First off, the nation's highest court continued to gut workers' rights and endanger American workers at risk of discrimination by issuing an opinion suggesting employers are only liable for workplace harrassment if the offender has direct hiring & firing power over the victim(s). Really? It's rulings like this one that has many Americans asking what planet the majority of Supreme Court Justices are living on.
However, that wasn't all. The Court also ruled on affirmative action. But here, The Court went in a somewhat different direction.
The U.S. Supreme Court struck a compromise in its first test of university affirmative action in a decade, telling a federal appeals court to give tougher scrutiny to a University of Texas admissions program.
In a 7-1 ruling, the court left intact a 2003 decision that reaffirmed the right of universities to use race as an admissions factor. The majority instead said a federal appeals court hadn’t properly applied the standards laid out in the 2003 ruling. Justice Ruth Bader Ginsburg dissented.
The U.S. Supreme Court told a federal appeals court to give tougher scrutiny to a University of Texas affirmative action program in a limited victory for opponents of racial preferences.
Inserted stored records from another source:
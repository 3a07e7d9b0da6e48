//! Overlapping text chunking on top of `text-splitter`.
//!
//! Sizes are in characters. Markdown sources go through the Markdown-aware
//! splitter so headings and lists stay intact.

use text_splitter::{ChunkConfig, MarkdownSplitter, TextSplitter};

use crate::error::AppError;
use crate::memory::{SourceDocument, TextChunk};

fn check_sizes(chunk_size: usize, overlap: usize) -> Result<(), AppError> {
    if chunk_size == 0 {
        return Err(AppError::Memory("chunker: chunk_size must be > 0".to_string()));
    }
    if overlap >= chunk_size {
        return Err(AppError::Memory(format!(
            "chunker: overlap ({overlap}) must be smaller than chunk_size ({chunk_size})"
        )));
    }
    Ok(())
}

/// Split plain text into chunks of at most `chunk_size` characters, each
/// sharing up to `overlap` characters with its predecessor.
pub fn split(text: &str, chunk_size: usize, overlap: usize) -> Result<Vec<String>, AppError> {
    check_sizes(chunk_size, overlap)?;
    let config = ChunkConfig::new(chunk_size)
        .with_overlap(overlap)
        .map_err(|e| AppError::Memory(format!("chunker: {e}")))?;
    let splitter = TextSplitter::new(config);
    Ok(splitter
        .chunks(text)
        .filter(|t| !t.trim().is_empty())
        .map(str::to_string)
        .collect())
}

/// Same as [`split`], but respects Markdown structure.
pub fn split_markdown(text: &str, chunk_size: usize, overlap: usize) -> Result<Vec<String>, AppError> {
    check_sizes(chunk_size, overlap)?;
    let config = ChunkConfig::new(chunk_size)
        .with_overlap(overlap)
        .map_err(|e| AppError::Memory(format!("chunker: {e}")))?;
    let splitter = MarkdownSplitter::new(config);
    Ok(splitter
        .chunks(text)
        .filter(|t| !t.trim().is_empty())
        .map(str::to_string)
        .collect())
}

/// Split every document, copying its metadata onto each chunk.
pub fn split_documents(
    docs: &[SourceDocument],
    chunk_size: usize,
    overlap: usize,
) -> Result<Vec<TextChunk>, AppError> {
    let mut out = Vec::new();
    for doc in docs {
        let pieces = if doc.source().ends_with(".md") {
            split_markdown(&doc.content, chunk_size, overlap)?
        } else {
            split(&doc.content, chunk_size, overlap)?
        };
        out.extend(pieces.into_iter().enumerate().map(|(position, text)| TextChunk {
            id: uuid::Uuid::now_v7().to_string(),
            text,
            position,
            metadata: doc.metadata.clone(),
        }));
    }
    Ok(out)
}

#[cfg(test)]
mod tests {
    use super::*;

    fn long_text() -> String {
        (0..40)
            .map(|i| format!("Sentence number {i} talks about retrieval."))
            .collect::<Vec<_>>()
            .join(" ")
    }

    #[test]
    fn short_text_is_single_chunk() {
        let chunks = split("A short note.", 500, 100).unwrap();
        assert_eq!(chunks, vec!["A short note."]);
    }

    #[test]
    fn chunks_respect_capacity() {
        let chunks = split(&long_text(), 200, 40).unwrap();
        assert!(chunks.len() > 1);
        assert!(chunks.iter().all(|c| c.chars().count() <= 200));
    }

    #[test]
    fn overlap_not_smaller_than_size_errors() {
        assert!(split("text", 100, 100).is_err());
        assert!(split("text", 0, 0).is_err());
    }

    #[test]
    fn empty_text_yields_nothing() {
        assert!(split("   \n  ", 100, 10).unwrap().is_empty());
    }

    #[test]
    fn documents_carry_metadata_and_positions() {
        let docs = vec![SourceDocument::new(long_text(), "a.txt"), SourceDocument::new("# Title\n\nBody", "b.md")];
        let chunks = split_documents(&docs, 200, 40).unwrap();
        let last = chunks.last().unwrap();
        assert_eq!(last.source(), "b.md");
        assert_eq!(last.position, 0);
        assert!(chunks.iter().filter(|c| c.source() == "a.txt").count() > 1);
    }
}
The 7-1 ruling represents a compromise in one of the court’s highest-profile cases.
Today’s decision gives a limited victory to opponents of racial preferences by requiring tougher court review. The majority said universities must prove that their means of attaining diversity meet a demanding constitutional test known as “strict scrutiny.”“Strict scrutiny imposes on the university the ultimate burden of demonstrating, before turning to racial classifications, that available, workable race-neutral alternatives do not suffice,” Justice Anthony Kennedy wrote for the majority.
So in this case, the SCOTUS majority essentially struck a compromise... And the compromise meant punting back to lower courts. Yet even here, there will be major implications going forward.
On one hand, colleges and universities will continue to face challenges in ensuring equal opportunity and a diverse student body. Thanks to the many inequities in contemporary American society, minority students still face major burdens in reaching college. Affirmative action was supposed to help correct this, but in recent years it's been rolled back and curtailed.
Yet today, some sort of affirmative action still stands. But with another case on this topic set to reach The Court next term, we still don't know yet what will be left of it in the more distant future.
What's really fascinating about this case is that The Court reached a broad compromise (7-1!)... But narrow decision. Is this a sign of what's to come on the big marriage equality cases that are still awaiting public rulings? Has The Court found a "restrained" way to rule in favor of LGBTQ equality? We don't know for sure just yet, but the latest tea leaves seem to be pointing to a fine tap dance to undo DOMA and narrow (for now) restoration of marriage equality to California.
But again, we still don't know for sure just yet. And with more release dates for rulings possible, we will have to wait either another day or another three days Still, it seems so weird to simultaneously scream in anger, breathe a sigh of relief, and eagerly await a reason to celebrate. It's so far looking like a decidedly mixed bag from SCOTUS.